Começou trabalhando na Praia Grande. Depois, transferiu-se para o porto do Babazinho. Mais tarde, ocupou o terreno onde está o restaurante Marina Meu Caso, referência na culinária local. Reconhece o apoio do falecido empresário Neném Rebouças: “Ninguém queria me vender fiado. Ele acreditou em mim e eu cresci”, comenta.
Cobras
Marina admite ser teimosa. Adora pescar. Duas vezes teve problemas com sucuris. Na primeira, mesmo alertada antes por Boboco, atracou o seu bote na margem direita do rio. Armou a barraca descansada. Logo depois, o marido mandou recolherem tudo e voltarem para os botes. Lá vinham as cobras para o descanso noturno.

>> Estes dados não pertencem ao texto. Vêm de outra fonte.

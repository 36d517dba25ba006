use std::collections::BTreeMap;
use std::sync::Arc;

use super::Identity;

/// Owns the handles of one kind, keyed by id.
///
/// Interning guarantees that every reference to the same id shares one allocation.
#[derive(Debug, Clone)]
pub struct ItemCollection<T> {
    name: String,
    items: BTreeMap<Arc<str>, T>,
}

impl<T: Identity> ItemCollection<T> {
    /// Creates an empty collection
    pub fn new(name: &str) -> Self {
        ItemCollection {
            name: name.to_string(),
            items: BTreeMap::new(),
        }
    }

    /// Name of the collection
    pub fn name(&self) -> &str {
        &self.name
    }

    /// Returns the handle for `id`, creating it on first use
    pub fn intern(&mut self, id: &str) -> T {
        if let Some(item) = self.items.get(id) {
            return item.clone();
        }

        let key: Arc<str> = Arc::from(id);
        let item = T::from_id(key.clone());
        self.items.insert(key, item.clone());
        item
    }

    /// Returns the handle for `id` without creating it
    pub fn get(&self, id: &str) -> Option<&T> {
        self.items.get(id)
    }

    /// Whether a handle exists for `id`
    pub fn contains(&self, id: &str) -> bool {
        self.items.contains_key(id)
    }

    /// Number of handles
    pub fn len(&self) -> usize {
        self.items.len()
    }

    /// Whether the collection holds no handles
    pub fn is_empty(&self) -> bool {
        self.items.is_empty()
    }

    /// Iterates over the handles, ordered by id
    pub fn iter(&self) -> impl Iterator<Item = &T> {
        self.items.values()
    }
}

impl<T: Identity> Default for ItemCollection<T> {
    fn default() -> Self {
        ItemCollection::new("Unnamed")
    }
}

#[cfg(test)]
mod tests {
    use super::*;
    use crate::model::Document;

    #[test]
    fn test_intern_is_idempotent() {
        let mut docs: ItemCollection<Document> = ItemCollection::new("docs");
        let a = docs.intern("D1");
        let b = docs.intern("D1");
        assert_eq!(a, b);
        assert_eq!(docs.len(), 1);
        assert_eq!(docs.name(), "docs");
    }

    #[test]
    fn test_get_does_not_create() {
        let mut docs: ItemCollection<Document> = ItemCollection::default();
        assert!(docs.get("D1").is_none());
        assert!(docs.is_empty());

        docs.intern("D2");
        docs.intern("D1");
        assert!(docs.contains("D1"));
        assert!(!docs.contains("D3"));

        let ids: Vec<&str> = docs.iter().map(|d| d.id()).collect();
        assert_eq!(ids, vec!["D1", "D2"]);
    }
}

A outra foi mais problemática. Boboco disse-lhe para não entrar na água, perto das pedras. Marina desconsiderou. Estava com a linha na mão quando sentiu a mordida da sucuri em uma das pernas. O auxiliar veio em seu socorro, com o facão. Acertou tanto a cobra quando a perna da vítima.
Por que ela faz o que quer? “Porque sou assim mesmo. Crio caso. Por isso o nome do restaurante é Marina Meu Caso. Sempre decidi minha vida. Só não fui puta, nem me aliei a pessoas más. Quem manda na minha vida sou eu”, termina.
Hoje, Marina e seu restaurante, Marina Meu Caso, são casos de amor em Roraima.